[Saved data entries]
════

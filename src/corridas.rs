// src/corridas.rs

//! # Registo de corridas ativas
//!
//! Uma corrida por `rideId`, com o leilão pendente, as ofertas emitidas e o
//! timer da rodada. Cada corrida é dona do seu timer: qualquer transição
//! para fora de "procurando" tem de o cancelar.

use std::collections::{HashMap, HashSet};
use std::sync::{Arc, Mutex};
use std::time::Duration;
use tokio::task::JoinHandle;

use crate::conexoes::sala_corrida;
use crate::estado::AppState;
use crate::eventos::PedidoCorrida;
use crate::geo::Coordenada;

/// Tempo que a sala sobrevive depois do fim da corrida, para os últimos
/// eventos ainda chegarem aos participantes.
pub const LINGER_ENCERRAMENTO_MS: u64 = 3_000;

#[derive(Debug, Clone, Copy, PartialEq, Eq)]
pub enum StatusCorrida {
    Procurando,
    Aceita,
    Falhada,
    Concluida,
    Cancelada,
}

#[derive(Debug, Clone, Copy, PartialEq, Eq)]
pub enum EstadoOferta {
    Pendente,
    Ganha,
    Perdida,
    Expirada,
}

/// Uma oferta emitida a um motorista concreto dentro de uma corrida.
#[derive(Debug, Clone)]
pub struct Oferta {
    pub oferta_id: String,
    pub conn_id: String,
    pub emitida_em: i64,
    pub estado: EstadoOferta,
}

/// Estado completo de uma corrida ativa.
#[derive(Debug)]
pub struct Corrida {
    pub corrida_id: String,
    pub status: StatusCorrida,
    pub passageiro_conn_id: String,
    pub passageiro_nome: String,
    pub endereco_embarque: String,
    pub endereco_destino: String,
    pub embarque: Coordenada,
    pub destino: Coordenada,
    pub polilinha_rota: Option<String>,
    pub tarifa: Option<serde_json::Value>,
    /// Ofertas emitidas, por `offerId`.
    pub ofertas: HashMap<String, Oferta>,
    /// Conexões já solicitadas em qualquer rodada; só cresce.
    pub conns_ofertadas: HashSet<String>,
    pub vencedor_conn_id: Option<String>,
    pub rodada: u32,
    pub timer_leilao: Option<JoinHandle<()>>,
}

impl Corrida {
    pub fn nova(pedido: &PedidoCorrida, passageiro_conn_id: String) -> Self {
        Self {
            corrida_id: pedido.ride_id.clone(),
            status: StatusCorrida::Procurando,
            passageiro_conn_id,
            passageiro_nome: pedido.passenger_name.clone(),
            endereco_embarque: pedido.pickup_address.clone(),
            endereco_destino: pedido.destination_address.clone(),
            embarque: pedido.pickup_location,
            destino: pedido.destination_location,
            polilinha_rota: pedido.route_polyline.clone(),
            tarifa: pedido.fare.clone(),
            ofertas: HashMap::new(),
            conns_ofertadas: HashSet::new(),
            vencedor_conn_id: None,
            rodada: 0,
            timer_leilao: None,
        }
    }

    /// Cancela o timer anterior (se houver) e guarda o novo.
    pub fn armar_timer(&mut self, timer: JoinHandle<()>) {
        self.cancelar_timer();
        self.timer_leilao = Some(timer);
    }

    pub fn cancelar_timer(&mut self) {
        if let Some(timer) = self.timer_leilao.take() {
            timer.abort();
        }
    }

    /// Marca como expiradas as ofertas ainda pendentes (saída de "procurando"
    /// sem vencedor).
    pub fn expirar_pendentes(&mut self) {
        for oferta in self.ofertas.values_mut() {
            if oferta.estado == EstadoOferta::Pendente {
                oferta.estado = EstadoOferta::Expirada;
            }
        }
    }
}

/// Estado partilhado do registo de corridas.
#[derive(Clone, Default)]
pub struct CorridasState {
    corridas: Arc<Mutex<HashMap<String, Corrida>>>,
}

impl CorridasState {
    /// Regista uma corrida nova. Devolve `false` se o `rideId` já existir.
    pub fn criar(&self, corrida: Corrida) -> bool {
        let mut corridas = self.corridas.lock().unwrap();
        if corridas.contains_key(&corrida.corrida_id) {
            return false;
        }
        corridas.insert(corrida.corrida_id.clone(), corrida);
        true
    }

    /// Executa `f` com a corrida bloqueada. Toda a mutação de corridas passa
    /// por aqui; nunca fazer await com o lock na mão.
    pub fn com_corrida<R>(&self, corrida_id: &str, f: impl FnOnce(&mut Corrida) -> R) -> Option<R> {
        self.corridas.lock().unwrap().get_mut(corrida_id).map(f)
    }

    /// Remove a corrida e cancela o timer que ainda tiver.
    pub fn remover(&self, corrida_id: &str) -> bool {
        match self.corridas.lock().unwrap().remove(corrida_id) {
            Some(mut corrida) => {
                corrida.cancelar_timer();
                true
            }
            None => false,
        }
    }

    /// Corridas em leilão ou em curso, para o resumo operacional.
    pub fn ativas(&self) -> usize {
        self.corridas
            .lock()
            .unwrap()
            .values()
            .filter(|c| matches!(c.status, StatusCorrida::Procurando | StatusCorrida::Aceita))
            .count()
    }

    /// Corridas em que esta conexão é o motorista vencedor.
    pub fn corridas_do_vencedor(&self, conn_id: &str) -> Vec<String> {
        self.corridas
            .lock()
            .unwrap()
            .values()
            .filter(|c| c.vencedor_conn_id.as_deref() == Some(conn_id))
            .map(|c| c.corrida_id.clone())
            .collect()
    }
}

/// Agenda a limpeza de fim de corrida: passado o linger, esvazia a sala e
/// apaga o registo.
pub fn agendar_limpeza(state: AppState, corrida_id: String) {
    tokio::spawn(async move {
        tokio::time::sleep(Duration::from_millis(LINGER_ENCERRAMENTO_MS)).await;
        state.conexoes.esvaziar_sala(&sala_corrida(&corrida_id));
        if state.corridas.remover(&corrida_id) {
            println!("🧹 Corrida {} removida após o encerramento.", corrida_id);
        }
    });
}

════

§ Task description: Scan the records above for the word "StatusCorrida" and return every line where it occurs.

§ Written reply:
pub enum StatusCorrida {
    pub status: StatusCorrida,
            status: StatusCorrida::Procurando,
            .filter(|c| matches!(c.status, StatusCorrida::Procurando | StatusCorrida::Aceita))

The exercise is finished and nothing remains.